_Your assignment_: Quote the records below word for word, please, from the very first line through the one that contains "this software and", and nothing beyond it.

_Exercise data_:
"""
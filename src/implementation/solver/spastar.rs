// Copyright 2024 the spbfs developers
//
// Permission is hereby granted, free of charge, to any person obtaining a copy of
// this software and associated documentation files (the "Software"), to deal in
// the Software without restriction, including without limitation the rights to
// use, copy, modify, merge, publish, distribute, sublicense, and/or sell copies of
// the Software, and to permit persons to whom the Software is furnished to do so,
// subject to the following conditions:
//
// The above copyright notice and this permission notice shall be included in all
// copies or substantial portions of the Software.
//
// THE SOFTWARE IS PROVIDED "AS IS", WITHOUT WARRANTY OF ANY KIND, EXPRESS OR
// IMPLIED, INCLUDING BUT NOT LIMITED TO THE WARRANTIES OF MERCHANTABILITY, FITNESS
// FOR A PARTICULAR PURPOSE AND NONINFRINGEMENT. IN NO EVENT SHALL THE AUTHORS OR
// COPYRIGHT HOLDERS BE LIABLE FOR ANY CLAIM, DAMAGES OR OTHER LIABILITY, WHETHER
// IN AN ACTION OF CONTRACT, TORT OR OTHERWISE, ARISING FROM, OUT OF OR IN
// CONNECTION WITH THE SOFTWARE OR THE USE OR OTHER DEALINGS IN THE SOFTWARE.

//! This module provides the shared-pool parallel A* engine: every worker
//! pops from the one shared frontier, expands under fine-grained locks and
//! pushes the resulting successors right back. Lock acquisition is always
//! bottom-up in the order nodes -> closed -> frontier, which rules out
//! deadlocks between expanding workers.
//!
//! Distinguishing "the frontier is momentarily empty" from "the search space
//! is exhausted" needs one extra piece of state: the number of expansions
//! currently in flight. A starving worker parks on a monitor until a
//! finishing expansion wakes it; when the frontier is empty and nothing is
//! ongoing anymore, the search is complete.

use std::collections::hash_map::Entry;
use std::hash::Hash;
use std::sync::atomic::{AtomicBool, AtomicUsize, Ordering};
use std::time::Instant;

use fxhash::FxHashMap;
use ordered_float::OrderedFloat;
use parking_lot::{Condvar, Mutex};

use super::{conclude, waste_time};
use crate::{Node, NodeId, NodeStore, OpenList, Problem, Search, SearchOutcome, SearchStats};

/// The shared data that may only be manipulated within critical sections.
struct Critical {
    /// The one frontier every worker pops from and pushes to.
    open: OpenList,
    /// The number of expansions currently in flight. This is what lets a
    /// worker distinguish starvation (someone may still push new nodes) from
    /// completion (nobody will).
    ongoing: usize,
}

/// The workload a worker can get from the shared state.
enum WorkLoad {
    /// There is no work left to be done: the search space is exhausted.
    Complete,
    /// Nothing to pop right now, but expansions are ongoing; check again.
    Starvation,
    /// The node to process.
    WorkItem(NodeId),
}

/// Counters a worker accumulates privately and flushes once, when it exits.
#[derive(Default)]
struct LocalCounters {
    expanded: usize,
    generated: usize,
    duplicated: usize,
}

/// The state shared among the running workers.
struct Shared<'a, P: Problem> {
    problem: &'a P,
    extra_expansion_time: usize,
    /// All nodes of the search. The single shared arena has one writer *at a
    /// time*: appends happen under the `nodes` lock.
    store: NodeStore<P::State>,
    /// Serialises appends to the shared arena (first lock of the order).
    nodes: Mutex<()>,
    /// The closed table: state -> canonical node (second lock of the order).
    closed: Mutex<FxHashMap<P::State, NodeId>>,
    /// Frontier + ongoing counter (third lock of the order).
    critical: Mutex<Critical>,
    /// Starving workers park here; every finished expansion wakes them.
    monitor: Condvar,
    /// Cooperative stop, polled at loop heads.
    stop: AtomicBool,
    /// Number of workers that left their search loop.
    completed: AtomicUsize,
    /// The goal nodes popped by workers. The main thread picks the winner.
    finishes: Mutex<Vec<NodeId>>,
    expanded: AtomicUsize,
    generated: AtomicUsize,
    duplicated: AtomicUsize,
}

/// The shared-pool parallel A* engine.
pub struct SpaStar<'a, P: Problem> {
    problem: &'a P,
    extra_expansion_time: usize,
    threads: usize,
}

impl<'a, P: Problem> SpaStar<'a, P> {
    /// Creates a shared-pool engine with `threads` workers.
    pub fn new(problem: &'a P, extra_expansion_time: usize, threads: usize) -> Self {
        SpaStar {
            problem,
            extra_expansion_time,
            threads: threads.max(1),
        }
    }
}

impl<P: Problem + Sync> SpaStar<'_, P>
where
    P::State: Eq + Hash + Clone + Send + Sync,
{
    /// Consults the shared state to fetch a workload: the best open node, or
    /// the reason there is none.
    fn get_workload(shared: &Shared<P>) -> WorkLoad {
        let mut critical = shared.critical.lock();
        if critical.open.is_empty() {
            if critical.ongoing == 0 {
                return WorkLoad::Complete;
            }
            shared.monitor.wait(&mut critical);
            return WorkLoad::Starvation;
        }
        let id = critical.open.pop(&shared.store).unwrap();
        critical.ongoing += 1;
        WorkLoad::WorkItem(id)
    }

    /// Acknowledges that a worker finished processing its node and wakes the
    /// parked ones.
    fn notify_node_finished(shared: &Shared<P>) {
        {
            let mut critical = shared.critical.lock();
            critical.ongoing -= 1;
        }
        shared.monitor.notify_all();
    }

    /// Expands one node. Children are appended under the nodes lock, checked
    /// against the closed table under the closed lock and pushed (or
    /// re-keyed) under the frontier lock, strictly in that order.
    fn expand(shared: &Shared<P>, local: &mut LocalCounters, id: NodeId) {
        let problem = shared.problem;
        let node = shared.store.node(id);
        let state = node.state();
        let g = node.g();
        for successor in problem.successors(state) {
            if successor == *state {
                continue;
            }
            let g2 = g + problem.cost(state, &successor);
            let h2 = problem.heuristic(&successor);
            let child = {
                let _nodes = shared.nodes.lock();
                shared
                    .store
                    .arena(0)
                    .push(Node::new(successor.clone(), g2, h2, Some(id)))
            };
            local.generated += 1;
            let mut closed = shared.closed.lock();
            match closed.entry(successor) {
                Entry::Vacant(entry) => {
                    entry.insert(child);
                    let mut critical = shared.critical.lock();
                    critical.open.push(&shared.store, child, g2 + h2, g2);
                }
                Entry::Occupied(entry) => {
                    let canonical_id = *entry.get();
                    let canonical = shared.store.node(canonical_id);
                    if canonical.f() <= g2 + h2 {
                        local.generated -= 1;
                    } else {
                        local.duplicated += 1;
                        canonical.improve(g2, g2 + h2, Some(id));
                        let mut critical = shared.critical.lock();
                        if canonical.in_open() {
                            critical.open.update(&shared.store, canonical_id, g2 + h2, g2);
                        }
                    }
                }
            }
        }
        waste_time(shared.extra_expansion_time);
    }

    /// The long-running loop of one worker thread.
    fn worker(shared: &Shared<P>) {
        let mut local = LocalCounters::default();
        loop {
            if shared.stop.load(Ordering::Relaxed) {
                break;
            }
            match Self::get_workload(shared) {
                WorkLoad::Complete => break,
                WorkLoad::Starvation => continue,
                WorkLoad::WorkItem(id) => {
                    if shared.store.node(id).h() == 0.0 {
                        // record the finish slot and bow out; the others are
                        // not stopped yet, one of them may still pop a
                        // better goal before the stop request lands
                        shared.finishes.lock().push(id);
                        Self::notify_node_finished(shared);
                        break;
                    }
                    local.expanded += 1;
                    Self::expand(shared, &mut local, id);
                    Self::notify_node_finished(shared);
                }
            }
        }
        shared.expanded.fetch_add(local.expanded, Ordering::Relaxed);
        shared.generated.fetch_add(local.generated, Ordering::Relaxed);
        shared
            .duplicated
            .fetch_add(local.duplicated, Ordering::Relaxed);
        shared.completed.fetch_add(1, Ordering::Release);
    }
}

impl<P: Problem + Sync> Search for SpaStar<'_, P>
where
    P::State: Eq + Hash + Clone + Send + Sync,
{
    type State = P::State;

    fn run(&mut self) -> SearchOutcome<P::State> {
        let clock = Instant::now();
        let mut stats = SearchStats::new("SPA*", self.threads, self.extra_expansion_time);

        let shared = Shared {
            problem: self.problem,
            extra_expansion_time: self.extra_expansion_time,
            store: NodeStore::new(1),
            nodes: Mutex::new(()),
            closed: Mutex::new(FxHashMap::default()),
            critical: Mutex::new(Critical {
                open: OpenList::new(),
                ongoing: 0,
            }),
            monitor: Condvar::new(),
            stop: AtomicBool::new(false),
            completed: AtomicUsize::new(0),
            finishes: Mutex::new(Vec::new()),
            expanded: AtomicUsize::new(0),
            generated: AtomicUsize::new(0),
            duplicated: AtomicUsize::new(0),
        };

        let initial = self.problem.initial_state();
        let h = self.problem.heuristic(&initial);
        tracing::debug!(initial_h = h as f64, threads = self.threads, "starting SPA* search");
        let root = shared
            .store
            .arena(0)
            .push(Node::new(initial.clone(), 0.0, h, None));
        shared.closed.lock().insert(initial, root);
        shared
            .critical
            .lock()
            .open
            .push(&shared.store, root, h, 0.0);

        std::thread::scope(|scope| {
            for _ in 0..self.threads {
                let shared = &shared;
                scope.spawn(move || Self::worker(shared));
            }
            // block until at least one worker reported in, then ask the rest
            // to stop and wake whoever is parked on the monitor
            while shared.completed.load(Ordering::Acquire) == 0 {
                std::thread::yield_now();
            }
            shared.stop.store(true, Ordering::Relaxed);
            shared.monitor.notify_all();
        });

        stats.expanded = shared.expanded.load(Ordering::Relaxed);
        stats.generated = shared.generated.load(Ordering::Relaxed);
        stats.duplicated = shared.duplicated.load(Ordering::Relaxed);

        // two workers may have popped two goals concurrently before either
        // observed the stop; only the smallest (f, g) one is provably optimal
        let goal = {
            let finishes = shared.finishes.lock();
            finishes.iter().copied().min_by_key(|id| {
                let node = shared.store.node(*id);
                (OrderedFloat(node.f()), OrderedFloat(node.g()))
            })
        };
        conclude(&shared.store, goal, stats, clock)
    }
}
"""
_Exercise result_:
filename src/implementation/solver/spastar.rs
// Copyright 2024 the spbfs developers
//
// Permission is hereby granted, free of charge, to any person obtaining a copy of
// this software and associated documentation files (the "Software"), to deal in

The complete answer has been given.